> _WORK ORDER_:
Check every line of the entries for the string "InvalidUrl" and return the ones that contain it.

> _SUPPLIED RECORDS_:
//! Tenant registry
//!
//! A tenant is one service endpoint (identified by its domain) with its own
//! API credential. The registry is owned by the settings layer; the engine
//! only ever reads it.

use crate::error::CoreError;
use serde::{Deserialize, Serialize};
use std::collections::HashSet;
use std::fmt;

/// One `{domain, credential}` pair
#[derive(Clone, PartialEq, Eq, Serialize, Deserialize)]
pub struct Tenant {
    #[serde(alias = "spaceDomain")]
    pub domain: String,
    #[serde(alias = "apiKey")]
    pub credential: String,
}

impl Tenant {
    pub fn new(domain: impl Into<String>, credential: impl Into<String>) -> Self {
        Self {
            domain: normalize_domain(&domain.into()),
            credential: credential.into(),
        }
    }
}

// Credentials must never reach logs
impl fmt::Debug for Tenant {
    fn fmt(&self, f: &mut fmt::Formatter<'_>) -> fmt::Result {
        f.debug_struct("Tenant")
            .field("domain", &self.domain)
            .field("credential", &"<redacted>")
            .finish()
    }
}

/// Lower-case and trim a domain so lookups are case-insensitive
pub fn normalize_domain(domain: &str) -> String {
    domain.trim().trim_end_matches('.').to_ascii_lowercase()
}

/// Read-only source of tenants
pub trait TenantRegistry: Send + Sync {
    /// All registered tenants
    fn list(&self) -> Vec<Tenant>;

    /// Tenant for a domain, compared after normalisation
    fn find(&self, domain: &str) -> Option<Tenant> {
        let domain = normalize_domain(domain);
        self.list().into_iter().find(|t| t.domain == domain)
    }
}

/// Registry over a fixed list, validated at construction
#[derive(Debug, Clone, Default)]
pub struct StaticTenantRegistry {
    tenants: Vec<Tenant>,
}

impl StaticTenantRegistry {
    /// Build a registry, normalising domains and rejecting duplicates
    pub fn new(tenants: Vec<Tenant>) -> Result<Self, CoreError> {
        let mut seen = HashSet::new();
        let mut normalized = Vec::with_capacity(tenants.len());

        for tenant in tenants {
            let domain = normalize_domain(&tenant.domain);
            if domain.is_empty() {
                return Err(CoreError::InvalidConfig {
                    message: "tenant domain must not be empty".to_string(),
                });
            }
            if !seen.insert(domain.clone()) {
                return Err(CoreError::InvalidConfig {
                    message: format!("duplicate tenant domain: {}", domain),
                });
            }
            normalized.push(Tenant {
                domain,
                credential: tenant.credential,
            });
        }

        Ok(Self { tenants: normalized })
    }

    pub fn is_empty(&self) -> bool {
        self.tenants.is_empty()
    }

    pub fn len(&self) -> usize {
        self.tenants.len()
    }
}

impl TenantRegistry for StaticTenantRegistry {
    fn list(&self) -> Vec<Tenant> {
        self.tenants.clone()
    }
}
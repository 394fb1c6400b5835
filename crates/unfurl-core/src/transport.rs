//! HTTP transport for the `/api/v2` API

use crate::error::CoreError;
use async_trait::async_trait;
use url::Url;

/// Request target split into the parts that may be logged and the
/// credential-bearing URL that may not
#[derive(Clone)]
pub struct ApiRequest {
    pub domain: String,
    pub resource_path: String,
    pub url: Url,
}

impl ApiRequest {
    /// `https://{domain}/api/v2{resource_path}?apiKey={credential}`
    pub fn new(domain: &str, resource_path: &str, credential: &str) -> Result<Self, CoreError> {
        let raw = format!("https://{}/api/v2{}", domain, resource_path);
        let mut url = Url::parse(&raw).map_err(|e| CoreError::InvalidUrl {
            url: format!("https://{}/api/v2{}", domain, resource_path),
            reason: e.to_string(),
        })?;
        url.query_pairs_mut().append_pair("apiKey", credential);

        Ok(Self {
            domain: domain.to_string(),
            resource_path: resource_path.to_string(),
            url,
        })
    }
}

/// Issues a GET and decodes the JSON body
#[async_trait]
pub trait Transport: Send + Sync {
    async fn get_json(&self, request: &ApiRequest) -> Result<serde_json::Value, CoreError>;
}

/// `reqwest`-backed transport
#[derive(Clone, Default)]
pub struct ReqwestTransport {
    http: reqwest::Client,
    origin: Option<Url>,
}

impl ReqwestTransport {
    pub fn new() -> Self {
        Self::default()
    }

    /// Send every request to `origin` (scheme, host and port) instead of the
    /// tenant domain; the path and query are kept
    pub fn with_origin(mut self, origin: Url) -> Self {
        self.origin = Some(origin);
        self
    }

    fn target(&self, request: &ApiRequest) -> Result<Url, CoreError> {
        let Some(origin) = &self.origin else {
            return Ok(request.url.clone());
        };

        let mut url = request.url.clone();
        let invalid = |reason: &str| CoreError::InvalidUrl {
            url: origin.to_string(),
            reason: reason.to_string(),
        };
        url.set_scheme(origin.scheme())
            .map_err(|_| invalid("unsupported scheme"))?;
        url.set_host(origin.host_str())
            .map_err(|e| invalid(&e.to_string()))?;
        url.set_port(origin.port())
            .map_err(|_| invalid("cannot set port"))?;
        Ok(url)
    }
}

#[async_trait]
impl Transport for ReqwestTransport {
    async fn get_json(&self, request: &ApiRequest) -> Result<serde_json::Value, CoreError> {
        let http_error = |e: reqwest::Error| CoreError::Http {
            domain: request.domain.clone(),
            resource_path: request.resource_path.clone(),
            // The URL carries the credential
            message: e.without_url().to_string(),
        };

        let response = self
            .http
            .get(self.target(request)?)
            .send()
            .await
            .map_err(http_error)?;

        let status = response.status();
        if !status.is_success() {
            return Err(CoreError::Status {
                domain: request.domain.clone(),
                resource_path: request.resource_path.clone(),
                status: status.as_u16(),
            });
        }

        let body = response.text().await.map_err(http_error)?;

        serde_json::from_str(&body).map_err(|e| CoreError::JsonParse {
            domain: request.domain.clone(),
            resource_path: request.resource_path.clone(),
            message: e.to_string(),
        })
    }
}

> _EXPECTED ANSWER_:
        let mut url = Url::parse(&raw).map_err(|e| CoreError::InvalidUrl {
        let invalid = |reason: &str| CoreError::InvalidUrl {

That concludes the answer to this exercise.